Collected data entries:
◆ ◆ ◆ ◆

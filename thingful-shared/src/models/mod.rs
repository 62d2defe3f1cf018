/// Database models for Thingful
///
/// This module contains all database models and their SQL operations, plus
/// the payload types the API serializes back to clients.
///
/// # Models
///
/// - `user`: User accounts and credential storage
/// - `thing`: Things being reviewed
/// - `review`: Reviews linking users to things
///
/// # Example
///
/// ```no_run
/// use thingful_shared::models::user::{CreateUser, User};
/// use sqlx::PgPool;
///
/// # async fn example(pool: PgPool) -> Result<(), sqlx::Error> {
/// let user = User::create(
///     &pool,
///     CreateUser {
///         full_name: "Test User".to_string(),
///         user_name: "test.user".to_string(),
///         nick_name: None,
///         password_hash: "$2b$12$...".to_string(),
///     },
/// )
/// .await?;
/// # Ok(())
/// # }
/// ```

pub mod review;
pub mod thing;
pub mod user;
/// Thing model and database operations
///
/// # Schema
///
/// ```sql
/// CREATE TABLE thingful_things (
///     id BIGSERIAL PRIMARY KEY,
///     title TEXT NOT NULL,
///     content TEXT,
///     image TEXT NOT NULL,
///     date_created TIMESTAMPTZ NOT NULL DEFAULT now()
/// );
/// ```
///
/// Read queries join against `thingful_reviews` so every returned thing
/// carries its review count and average rating.

use chrono::{DateTime, Utc};
use serde::{Deserialize, Serialize};
use sqlx::PgPool;

use crate::sanitize::escape_html;

/// Thing row as stored
#[derive(Debug, Clone, sqlx::FromRow)]
pub struct Thing {
    /// Unique thing ID (server-generated)
    pub id: i64,

    /// Title
    pub title: String,

    /// Optional free-text description
    pub content: Option<String>,

    /// Image URL
    pub image: String,

    /// When the thing was created
    pub date_created: DateTime<Utc>,
}

/// Thing row joined with review aggregates
#[derive(Debug, Clone, sqlx::FromRow)]
pub struct ThingWithRating {
    /// Unique thing ID
    pub id: i64,

    /// Title
    pub title: String,

    /// Optional free-text description
    pub content: Option<String>,

    /// Image URL
    pub image: String,

    /// When the thing was created
    pub date_created: DateTime<Utc>,

    /// Number of reviews for this thing
    pub number_of_reviews: i64,

    /// Average review rating (0 when unreviewed)
    pub average_review_rating: f64,
}

/// Input for creating a new thing
#[derive(Debug, Clone, Serialize, Deserialize)]
pub struct CreateThing {
    /// Title
    pub title: String,

    /// Optional free-text description
    pub content: Option<String>,

    /// Image URL
    pub image: String,
}

/// Public representation of a thing
#[derive(Debug, Clone, Serialize, Deserialize)]
pub struct ThingPayload {
    /// Thing ID
    pub id: i64,

    /// Title (HTML-escaped)
    pub title: String,

    /// Description (HTML-escaped)
    pub content: Option<String>,

    /// Image URL (HTML-escaped)
    pub image: String,

    /// When the thing was created
    pub date_created: DateTime<Utc>,

    /// Number of reviews
    pub number_of_reviews: i64,

    /// Average review rating
    pub average_review_rating: f64,
}

impl From<ThingWithRating> for ThingPayload {
    fn from(thing: ThingWithRating) -> Self {
        Self {
            id: thing.id,
            title: escape_html(&thing.title),
            content: thing.content.as_deref().map(escape_html),
            image: escape_html(&thing.image),
            date_created: thing.date_created,
            number_of_reviews: thing.number_of_reviews,
            average_review_rating: thing.average_review_rating,
        }
    }
}

impl Thing {
    /// Creates a new thing in the database
    pub async fn create(pool: &PgPool, data: CreateThing) -> Result<Self, sqlx::Error> {
        let thing = sqlx::query_as::<_, Thing>(
            r#"
            INSERT INTO thingful_things (title, content, image)
            VALUES ($1, $2, $3)
            RETURNING id, title, content, image, date_created
            "#,
        )
        .bind(data.title)
        .bind(data.content)
        .bind(data.image)
        .fetch_one(pool)
        .await?;

        Ok(thing)
    }

    /// Lists all things with their review aggregates
    ///
    /// Ordered by ID so listings are stable across requests.
    pub async fn list(pool: &PgPool) -> Result<Vec<ThingWithRating>, sqlx::Error> {
        let things = sqlx::query_as::<_, ThingWithRating>(
            r#"
            SELECT t.id, t.title, t.content, t.image, t.date_created,
                   COUNT(r.id) AS number_of_reviews,
                   COALESCE(AVG(r.rating), 0)::float8 AS average_review_rating
            FROM thingful_things t
            LEFT JOIN thingful_reviews r ON r.thing_id = t.id
            GROUP BY t.id
            ORDER BY t.id
            "#,
        )
        .fetch_all(pool)
        .await?;

        Ok(things)
    }

    /// Finds a thing by ID with its review aggregates
    ///
    /// Returns the thing if found, `None` otherwise.
    pub async fn find_by_id(pool: &PgPool, id: i64) -> Result<Option<ThingWithRating>, sqlx::Error> {
        let thing = sqlx::query_as::<_, ThingWithRating>(
            r#"
            SELECT t.id, t.title, t.content, t.image, t.date_created,
                   COUNT(r.id) AS number_of_reviews,
                   COALESCE(AVG(r.rating), 0)::float8 AS average_review_rating
            FROM thingful_things t
            LEFT JOIN thingful_reviews r ON r.thing_id = t.id
            WHERE t.id = $1
            GROUP BY t.id
            "#,
        )
        .bind(id)
        .fetch_optional(pool)
        .await?;

        Ok(thing)
    }

    /// Checks whether a thing with the given ID exists
    pub async fn exists(pool: &PgPool, id: i64) -> Result<bool, sqlx::Error> {
        let (exists,): (bool,) =
            sqlx::query_as("SELECT EXISTS (SELECT 1 FROM thingful_things WHERE id = $1)")
                .bind(id)
                .fetch_one(pool)
                .await?;

        Ok(exists)
    }
}
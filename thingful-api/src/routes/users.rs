/// User endpoints
///
/// # Endpoints
///
/// - `POST /api/users` - Register a new user (public)
/// - `GET /api/users/:user_id` - Fetch a user (basic auth)
///
/// Registration validates in a fixed order before touching the database:
/// required fields, then password strength, then user name availability.

use crate::{
    app::AppState,
    error::{ApiError, ApiResult},
    routes::require_field,
};
use axum::{
    extract::{Path, State},
    http::{header, StatusCode},
    Json,
};
use serde::Deserialize;
use thingful_shared::{
    auth::password::{hash_password, validate_password},
    models::user::{CreateUser, User, UserPayload},
};

/// Registration request body
///
/// All fields optional at the deserialization layer so missing ones can be
/// reported with the standard 400 message.
#[derive(Debug, Deserialize)]
pub struct RegisterRequest {
    /// Login name (required, must be unique)
    pub user_name: Option<String>,

    /// Plaintext password (required, validated for strength)
    pub password: Option<String>,

    /// Display name (required)
    pub full_name: Option<String>,

    /// Optional nickname
    pub nick_name: Option<String>,
}

/// Register a new user
///
/// # Endpoint
///
/// ```text
/// POST /api/users
/// Content-Type: application/json
///
/// {
///   "user_name": "demo.user",
///   "password": "My@Passw0rd",
///   "full_name": "Demo User",
///   "nick_name": "demo"
/// }
/// ```
///
/// # Errors
///
/// - `400 Bad Request`: missing field, weak password, or taken user name
/// - `500 Internal Server Error`: hashing or database failure
pub async fn register(
    State(state): State<AppState>,
    Json(req): Json<RegisterRequest>,
) -> ApiResult<(StatusCode, [(header::HeaderName, String); 1], Json<UserPayload>)> {
    // Required fields, checked in declaration order
    let user_name = require_field(req.user_name, "user_name")?;
    let password = require_field(req.password, "password")?;
    let full_name = require_field(req.full_name, "full_name")?;

    // Password strength policy
    validate_password(&password).map_err(ApiError::BadRequest)?;

    // User name availability
    if User::exists_by_user_name(&state.db, &user_name).await? {
        return Err(ApiError::BadRequest("Username already taken".to_string()));
    }

    // Hash and insert
    let password_hash = hash_password(&password).await?;

    let user = User::create(
        &state.db,
        CreateUser {
            full_name,
            user_name,
            nick_name: req.nick_name,
            password_hash,
        },
    )
    .await?;

    let location = format!("/api/users/{}", user.id);

    Ok((
        StatusCode::CREATED,
        [(header::LOCATION, location)],
        Json(UserPayload::from(user)),
    ))
}

/// Fetch a user by ID
///
/// # Errors
///
/// - `404 Not Found`: no user with that ID
pub async fn get_user(
    State(state): State<AppState>,
    Path(user_id): Path<i64>,
) -> ApiResult<Json<UserPayload>> {
    let user = User::find_by_id(&state.db, user_id)
        .await?
        .ok_or_else(|| ApiError::NotFound("User doesn't exist".to_string()))?;

    Ok(Json(UserPayload::from(user)))
}
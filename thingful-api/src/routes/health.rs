/// Health check endpoint
///
/// # Endpoint
///
/// ```text
/// GET /health
/// ```
///
/// # Response
///
/// ```json
/// {
///   "status": "healthy",
///   "version": "0.1.0",
///   "database": "connected"
/// }
/// ```

use crate::{app::AppState, error::ApiResult};
use axum::{extract::State, Json};
use serde::{Deserialize, Serialize};
use thingful_shared::db::pool::health_check as db_health_check;

/// Health check response
#[derive(Debug, Serialize, Deserialize)]
pub struct HealthResponse {
    /// Service status
    pub status: String,

    /// Application version
    pub version: String,

    /// Database status
    pub database: String,
}

/// Health check handler
///
/// Returns service health status including database connectivity. Always
/// responds 200; a broken database shows up as `"degraded"`.
pub async fn health_check(State(state): State<AppState>) -> ApiResult<Json<HealthResponse>> {
    let database_status = match db_health_check(&state.db).await {
        Ok(()) => "connected",
        Err(_) => "disconnected",
    };

    Ok(Json(HealthResponse {
        status: if database_status == "connected" {
            "healthy".to_string()
        } else {
            "degraded".to_string()
        },
        version: env!("CARGO_PKG_VERSION").to_string(),
        database: database_status.to_string(),
    }))
}
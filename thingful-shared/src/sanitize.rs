/// HTML escaping for user-supplied text
///
/// Free-text fields (user names, review text, thing titles) are escaped
/// before they are returned in API responses so injected markup renders
/// inert. Escaping happens at serialization time; the database keeps the
/// raw value.

/// Escape HTML special characters
///
/// # Examples
///
/// ```
/// use thingful_shared::sanitize::escape_html;
///
/// let input = "<script>alert('XSS')</script>";
/// let escaped = escape_html(input);
/// assert_eq!(escaped, "&lt;script&gt;alert(&#x27;XSS&#x27;)&lt;/script&gt;");
/// ```
pub fn escape_html(input: &str) -> String {
    input
        .replace('&', "&amp;")
        .replace('<', "&lt;")
        .replace('>', "&gt;")
        .replace('"', "&quot;")
        .replace('\'', "&#x27;")
}
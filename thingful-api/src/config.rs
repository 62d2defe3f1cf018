/// Configuration management for the API server
///
/// Configuration is loaded from environment variables into a type-safe
/// struct at startup.
///
/// # Environment Variables
///
/// - `DATABASE_URL`: PostgreSQL connection string (required)
/// - `API_HOST`: Host to bind to (default: 0.0.0.0)
/// - `API_PORT`: Port to bind to (default: 8000)
/// - `DATABASE_MAX_CONNECTIONS`: Pool size (default: 10)
/// - `RUST_LOG`: Log filter (default: info)
///
/// # Example
///
/// ```no_run
/// use thingful_api::config::Config;
///
/// # fn example() -> anyhow::Result<()> {
/// let config = Config::from_env()?;
/// println!("Server will listen on {}", config.bind_address());
/// # Ok(())
/// # }
/// ```

use serde::{Deserialize, Serialize};
use std::env;
use thingful_shared::db::pool::DatabaseConfig;

/// Complete application configuration
#[derive(Debug, Clone, Serialize, Deserialize)]
pub struct Config {
    /// API server configuration
    pub api: ApiConfig,

    /// Database configuration
    pub database: DbConfig,
}

/// API server configuration
#[derive(Debug, Clone, Serialize, Deserialize)]
pub struct ApiConfig {
    /// Host to bind to
    pub host: String,

    /// Port to bind to
    pub port: u16,
}

/// Database configuration
#[derive(Debug, Clone, Serialize, Deserialize)]
pub struct DbConfig {
    /// PostgreSQL connection URL
    pub url: String,

    /// Maximum number of connections in pool
    pub max_connections: u32,
}

impl Config {
    /// Loads configuration from environment variables
    ///
    /// # Errors
    ///
    /// Returns an error if `DATABASE_URL` is missing or any variable has an
    /// invalid value.
    pub fn from_env() -> anyhow::Result<Self> {
        // Load .env file if present (for development)
        dotenvy::dotenv().ok();

        let api_host = env::var("API_HOST").unwrap_or_else(|_| "0.0.0.0".to_string());
        let api_port = env::var("API_PORT")
            .unwrap_or_else(|_| "8000".to_string())
            .parse::<u16>()?;

        let database_url = env::var("DATABASE_URL")
            .map_err(|_| anyhow::anyhow!("DATABASE_URL environment variable is required"))?;

        let max_connections = env::var("DATABASE_MAX_CONNECTIONS")
            .unwrap_or_else(|_| "10".to_string())
            .parse::<u32>()?;

        Ok(Self {
            api: ApiConfig {
                host: api_host,
                port: api_port,
            },
            database: DbConfig {
                url: database_url,
                max_connections,
            },
        })
    }

    /// Returns the server bind address
    pub fn bind_address(&self) -> String {
        format!("{}:{}", self.api.host, self.api.port)
    }

    /// Returns the pool configuration for `create_pool`
    pub fn database_config(&self) -> DatabaseConfig {
        DatabaseConfig {
            url: self.database.url.clone(),
            max_connections: self.database.max_connections,
            ..Default::default()
        }
    }
}

#[cfg(test)]
mod tests {
    use super::*;

    fn sample_config() -> Config {
        Config {
            api: ApiConfig {
                host: "127.0.0.1".to_string(),
                port: 8000,
            },
            database: DbConfig {
                url: "postgresql://localhost/thingful_test".to_string(),
                max_connections: 5,
            },
        }
    }

    #[test]
    fn test_bind_address() {
        assert_eq!(sample_config().bind_address(), "127.0.0.1:8000");
    }

    #[test]
    fn test_database_config_carries_pool_settings() {
        let db = sample_config().database_config();
        assert_eq!(db.url, "postgresql://localhost/thingful_test");
        assert_eq!(db.max_connections, 5);
    }
}
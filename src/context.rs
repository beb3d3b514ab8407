// src/context.rs

//! Shared pipeline context.

use std::path::PathBuf;

use crate::registry::ChildRegistry;

/// Process-wide configuration bag, created once at startup and passed by
/// reference into every task launch.
///
/// The child registry is the only mutable part: the launcher appends to it,
/// shutdown handling outside the launch path reads from it.
#[derive(Debug)]
pub struct SharedContext {
    /// Directory containing the pipeline's Python scripts.
    pub script_dir: PathBuf,
    /// Directory containing input data files.
    pub data_dir: PathBuf,
    /// Name of the selected data file inside `data_dir`.
    pub data_file: String,
    /// Interpreter the scripts are run with.
    pub python_bin: PathBuf,
    /// Every subprocess launched so far, in launch order.
    pub children: ChildRegistry,
}

impl SharedContext {
    pub fn new(
        script_dir: impl Into<PathBuf>,
        data_dir: impl Into<PathBuf>,
        data_file: impl Into<String>,
        python_bin: impl Into<PathBuf>,
    ) -> Self {
        Self {
            script_dir: script_dir.into(),
            data_dir: data_dir.into(),
            data_file: data_file.into(),
            python_bin: python_bin.into(),
            children: ChildRegistry::default(),
        }
    }

    /// Full path of the selected data file, the single positional argument
    /// passed to each script.
    pub fn data_file_path(&self) -> PathBuf {
        self.data_dir.join(&self.data_file)
    }
}
// src/exec/launcher.rs

//! Subprocess launching and supervision.

use std::process::Stdio;
use std::sync::Arc;

use tokio::process::{Child, Command};
use tokio::sync::oneshot;
use tokio::task::JoinHandle;
use tracing::{debug, info, warn};

use crate::context::SharedContext;
use crate::errors::{Result, TaskError};
use crate::exec::router::{self, MessageSink, RouterOutput, TracingSink};
use crate::messages::InboundMessage;
use crate::registry::ChildRef;
use crate::types::ScriptKind;

/// Handle to a launched subprocess task.
///
/// The subprocess runs concurrently; [`TaskHandle::wait`] resolves exactly
/// once, and only after the subprocess has fully exited (or failed to
/// start).
#[derive(Debug)]
pub struct TaskHandle {
    script: ScriptKind,
    completion: oneshot::Receiver<Result<Vec<InboundMessage>>>,
}

impl TaskHandle {
    pub fn script(&self) -> ScriptKind {
        self.script
    }

    /// Wait for the subprocess to reach its terminal state.
    ///
    /// Success carries every message collected during the run, in arrival
    /// order.
    pub async fn wait(self) -> Result<Vec<InboundMessage>> {
        match self.completion.await {
            Ok(outcome) => outcome,
            Err(_) => Err(TaskError::SupervisorGone {
                script: self.script,
            }),
        }
    }
}

/// Launch `script` with the production `tracing` sink.
pub fn launch(ctx: &SharedContext, script: ScriptKind) -> TaskHandle {
    launch_with_sink(ctx, script, Arc::new(TracingSink))
}

/// Launch `script` against `ctx`, forwarding its messages to `sink`.
///
/// The invocation is `<python_bin> <script_dir>/<script> <data_path>`, with
/// stdout framed as one JSON value per line. Returns synchronously while
/// the subprocess runs concurrently; a spawn failure is not raised here but
/// surfaces through [`TaskHandle::wait`] as [`TaskError::Spawn`].
///
/// Before this returns, the message listener is attached and the child is
/// appended to `ctx.children`, in that order. A registered child always has
/// a listener.
pub fn launch_with_sink(
    ctx: &SharedContext,
    script: ScriptKind,
    sink: Arc<dyn MessageSink>,
) -> TaskHandle {
    let (done_tx, done_rx) = oneshot::channel();
    let handle = TaskHandle {
        script,
        completion: done_rx,
    };

    let data_path = ctx.data_file_path();
    info!(script = %script, data = %data_path.display(), "starting subprocess");

    let mut cmd = Command::new(&ctx.python_bin);
    cmd.arg(ctx.script_dir.join(script.file_name()))
        .arg(&data_path)
        .stdin(Stdio::null())
        .stdout(Stdio::piped())
        .stderr(Stdio::piped())
        .kill_on_drop(true);

    let mut child = match cmd.spawn() {
        Ok(child) => child,
        Err(err) => {
            // Reported through the completion path, never synchronously.
            let _ = done_tx.send(Err(TaskError::Spawn {
                script,
                source: err,
            }));
            return handle;
        }
    };

    let router = router::spawn_router(script, child.stdout.take(), sink);
    router::drain_stderr(script, child.stderr.take());

    let (kill_tx, kill_rx) = oneshot::channel();
    ctx.children
        .register(ChildRef::new(script, child.id(), kill_tx));

    tokio::spawn(async move {
        let outcome = supervise(script, child, router, kill_rx).await;
        // The receiver is gone if the caller dropped the handle.
        let _ = done_tx.send(outcome);
    });

    handle
}

/// Wait for the subprocess to exit and turn its run into a terminal
/// outcome.
///
/// A non-zero exit wins over malformed output; a termination request wins
/// over both.
async fn supervise(
    script: ScriptKind,
    mut child: Child,
    router: JoinHandle<RouterOutput>,
    mut kill_rx: oneshot::Receiver<()>,
) -> Result<Vec<InboundMessage>> {
    let status = tokio::select! {
        status = child.wait() => {
            status.map_err(|source| TaskError::Wait { script, source })?
        }
        request = &mut kill_rx => match request {
            Ok(()) => {
                info!(script = %script, "termination requested; killing subprocess");
                if let Err(err) = child.kill().await {
                    warn!(script = %script, error = %err, "failed to kill subprocess");
                }
                return Err(TaskError::Terminated { script });
            }
            // Registry entry dropped without a termination request; keep
            // waiting for natural exit.
            Err(_) => child
                .wait()
                .await
                .map_err(|source| TaskError::Wait { script, source })?,
        },
    };

    let output = match router.await {
        Ok(output) => output,
        Err(err) => {
            warn!(script = %script, error = %err, "message router task failed");
            RouterOutput::default()
        }
    };

    let code = status.code().unwrap_or(-1);
    debug!(
        script = %script,
        exit_code = code,
        success = status.success(),
        "subprocess exited"
    );

    if !status.success() {
        return Err(TaskError::Exit { script, code });
    }

    if let Some(line) = output.malformed {
        return Err(TaskError::MalformedOutput { script, line });
    }

    Ok(output.messages)
}
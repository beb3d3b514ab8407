// tests/message_routing.rs

//! Routing of subprocess messages to the console and diagnostic sinks.

#![cfg(unix)]

use std::sync::Arc;

use rfpipe::exec::launch_with_sink;
use rfpipe::messages::InboundMessage;
use rfpipe::types::ScriptKind;
use rfpipe_test_utils::scripts::{context_with_scripts, emit_lines};
use rfpipe_test_utils::sinks::{RecordingSink, SinkEvent};
use rfpipe_test_utils::{init_tracing, with_timeout};
use serde_json::json;

#[tokio::test]
async fn console_log_text_reaches_console_sink() {
    init_tracing();

    let (_guard, ctx) = context_with_scripts(
        &emit_lines(&[r#"{"type":"console.log","text":"hello"}"#]),
        "#!/bin/sh\n",
    );

    let sink = Arc::new(RecordingSink::default());
    let handle = launch_with_sink(&ctx, ScriptKind::DataFormatter, sink.clone());
    let results = with_timeout(handle.wait()).await.expect("formatter run");

    assert_eq!(sink.console_texts(), vec!["hello".to_string()]);
    assert!(sink.diagnostics().is_empty());
    assert_eq!(
        results,
        vec![InboundMessage::ConsoleLog {
            text: "hello".to_string()
        }]
    );
}

#[tokio::test]
async fn unclassified_message_reaches_diagnostic_sink_unmodified() {
    init_tracing();

    let (_guard, ctx) = context_with_scripts(
        &emit_lines(&[r#"{"type":"progress","pct":50}"#]),
        "#!/bin/sh\n",
    );

    let sink = Arc::new(RecordingSink::default());
    let handle = launch_with_sink(&ctx, ScriptKind::DataFormatter, sink.clone());
    with_timeout(handle.wait()).await.expect("formatter run");

    assert!(sink.console_texts().is_empty());
    assert_eq!(sink.diagnostics(), vec![json!({"type":"progress","pct":50})]);
}

#[tokio::test]
async fn message_without_type_goes_to_diagnostic_sink() {
    init_tracing();

    let (_guard, ctx) = context_with_scripts(&emit_lines(&[r#"{"pct":50}"#]), "#!/bin/sh\n");

    let sink = Arc::new(RecordingSink::default());
    let handle = launch_with_sink(&ctx, ScriptKind::DataFormatter, sink.clone());
    with_timeout(handle.wait()).await.expect("formatter run");

    assert!(sink.console_texts().is_empty());
    assert_eq!(sink.diagnostics(), vec![json!({"pct":50})]);
}

#[tokio::test]
async fn messages_are_forwarded_in_arrival_order() {
    init_tracing();

    let (_guard, ctx) = context_with_scripts(
        &emit_lines(&[
            r#"{"type":"console.log","text":"one"}"#,
            r#"{"type":"progress","pct":50}"#,
            r#"{"type":"console.log","text":"two"}"#,
        ]),
        "#!/bin/sh\n",
    );

    let sink = Arc::new(RecordingSink::default());
    let handle = launch_with_sink(&ctx, ScriptKind::DataFormatter, sink.clone());
    let results = with_timeout(handle.wait()).await.expect("formatter run");

    assert_eq!(
        sink.events(),
        vec![
            SinkEvent::ConsoleLog {
                script: ScriptKind::DataFormatter,
                text: "one".to_string()
            },
            SinkEvent::Diagnostic {
                script: ScriptKind::DataFormatter,
                message: json!({"type":"progress","pct":50})
            },
            SinkEvent::ConsoleLog {
                script: ScriptKind::DataFormatter,
                text: "two".to_string()
            },
        ]
    );
    assert_eq!(results.len(), 3);
}

#[tokio::test]
async fn subprocess_with_no_output_completes_with_empty_results() {
    init_tracing();

    let (_guard, ctx) = context_with_scripts("#!/bin/sh\n", "#!/bin/sh\n");

    let sink = Arc::new(RecordingSink::default());
    let handle = launch_with_sink(&ctx, ScriptKind::DataFormatter, sink.clone());
    let results = with_timeout(handle.wait()).await.expect("formatter run");

    assert!(results.is_empty());
    assert!(sink.events().is_empty());
}
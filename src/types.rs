// src/types.rs

use std::fmt;

/// Identifies which of the two fixed pipeline scripts a subprocess runs.
#[derive(Debug, Clone, Copy, PartialEq, Eq, Hash)]
pub enum ScriptKind {
    /// `rfDataFormatting.py` — normalises the raw input data for training.
    DataFormatter,
    /// `rfTrainer.py` — fits the forest on the formatted data.
    Trainer,
}

impl ScriptKind {
    /// File name of the script inside the configured script directory.
    pub fn file_name(self) -> &'static str {
        match self {
            ScriptKind::DataFormatter => "rfDataFormatting.py",
            ScriptKind::Trainer => "rfTrainer.py",
        }
    }
}

impl fmt::Display for ScriptKind {
    fn fmt(&self, f: &mut fmt::Formatter<'_>) -> fmt::Result {
        f.write_str(self.file_name())
    }
}
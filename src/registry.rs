// src/registry.rs

//! Process-wide tracking of launched subprocesses.
//!
//! Every launch appends one [`ChildRef`] here, after its message listener
//! has been attached. The registry is append-only: entries are never
//! removed, even once the subprocess has exited. Shutdown handling outside
//! the launch path consults it to terminate whatever is still running.

use std::sync::{Arc, Mutex, MutexGuard, PoisonError};

use tokio::sync::oneshot;

use crate::types::ScriptKind;

/// Live reference to a launched subprocess, kept for later cleanup.
#[derive(Debug)]
pub struct ChildRef {
    script: ScriptKind,
    pid: Option<u32>,
    kill: Mutex<Option<oneshot::Sender<()>>>,
}

impl ChildRef {
    pub(crate) fn new(script: ScriptKind, pid: Option<u32>, kill: oneshot::Sender<()>) -> Self {
        Self {
            script,
            pid,
            kill: Mutex::new(Some(kill)),
        }
    }

    pub fn script(&self) -> ScriptKind {
        self.script
    }

    pub fn pid(&self) -> Option<u32> {
        self.pid
    }

    /// Ask the supervising task to kill this subprocess.
    ///
    /// Returns `false` if the subprocess already exited or termination was
    /// already requested.
    pub fn request_termination(&self) -> bool {
        let sender = self
            .kill
            .lock()
            .unwrap_or_else(PoisonError::into_inner)
            .take();
        match sender {
            Some(tx) => tx.send(()).is_ok(),
            None => false,
        }
    }
}

/// Append-only list of every subprocess launched so far, in launch order.
///
/// Cheaply cloneable; clones share the same underlying list. Appends happen
/// from whichever runtime thread runs the launch, so the list is
/// mutex-protected.
#[derive(Debug, Clone, Default)]
pub struct ChildRegistry {
    children: Arc<Mutex<Vec<ChildRef>>>,
}

impl ChildRegistry {
    pub fn register(&self, child: ChildRef) {
        self.lock().push(child);
    }

    pub fn len(&self) -> usize {
        self.lock().len()
    }

    pub fn is_empty(&self) -> bool {
        self.lock().is_empty()
    }

    /// Script kinds of all registered children, in launch order.
    pub fn scripts(&self) -> Vec<ScriptKind> {
        self.lock().iter().map(ChildRef::script).collect()
    }

    /// OS pids of all registered children, in launch order.
    pub fn pids(&self) -> Vec<Option<u32>> {
        self.lock().iter().map(ChildRef::pid).collect()
    }

    /// Request termination of every registered child.
    ///
    /// Returns how many requests were actually delivered to a live
    /// supervisor; children that already exited are skipped.
    pub fn terminate_all(&self) -> usize {
        self.lock()
            .iter()
            .filter(|child| child.request_termination())
            .count()
    }

    fn lock(&self) -> MutexGuard<'_, Vec<ChildRef>> {
        self.children.lock().unwrap_or_else(PoisonError::into_inner)
    }
}
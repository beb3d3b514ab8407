//! Recording `MessageSink` for asserting on routed messages.

use std::sync::Mutex;

use rfpipe::exec::MessageSink;
use rfpipe::types::ScriptKind;
use serde_json::Value;

/// One routed message, as observed by [`RecordingSink`].
#[derive(Debug, Clone, PartialEq)]
pub enum SinkEvent {
    ConsoleLog { script: ScriptKind, text: String },
    Diagnostic { script: ScriptKind, message: Value },
}

/// Sink that records every routed message, in arrival order.
#[derive(Debug, Default)]
pub struct RecordingSink {
    events: Mutex<Vec<SinkEvent>>,
}

impl RecordingSink {
    pub fn events(&self) -> Vec<SinkEvent> {
        self.events.lock().unwrap().clone()
    }

    /// Texts of recorded `console.log` events, in order.
    pub fn console_texts(&self) -> Vec<String> {
        self.events()
            .into_iter()
            .filter_map(|event| match event {
                SinkEvent::ConsoleLog { text, .. } => Some(text),
                SinkEvent::Diagnostic { .. } => None,
            })
            .collect()
    }

    /// Raw payloads of recorded diagnostic events, in order.
    pub fn diagnostics(&self) -> Vec<Value> {
        self.events()
            .into_iter()
            .filter_map(|event| match event {
                SinkEvent::Diagnostic { message, .. } => Some(message),
                SinkEvent::ConsoleLog { .. } => None,
            })
            .collect()
    }
}

impl MessageSink for RecordingSink {
    fn console_log(&self, script: ScriptKind, text: &str) {
        self.events.lock().unwrap().push(SinkEvent::ConsoleLog {
            script,
            text: text.to_string(),
        });
    }

    fn diagnostic(&self, script: ScriptKind, message: &Value) {
        self.events.lock().unwrap().push(SinkEvent::Diagnostic {
            script,
            message: message.clone(),
        });
    }
}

◆ ◆ ◆ ◆

INSTRUCTIONS TO FOLLOW →
From the data above, return every line from the line that has "use crate::registry::ChildRegistry;" up to and including the line that has "input data files.", exactly.

TASK RESPONSE →
use crate::registry::ChildRegistry;

/// Process-wide configuration bag, created once at startup and passed by
/// reference into every task launch.
///
/// The child registry is the only mutable part: the launcher appends to it,
/// shutdown handling outside the launch path reads from it.
#[derive(Debug)]
pub struct SharedContext {
    /// Directory containing the pipeline's Python scripts.
    pub script_dir: PathBuf,
    /// Directory containing input data files.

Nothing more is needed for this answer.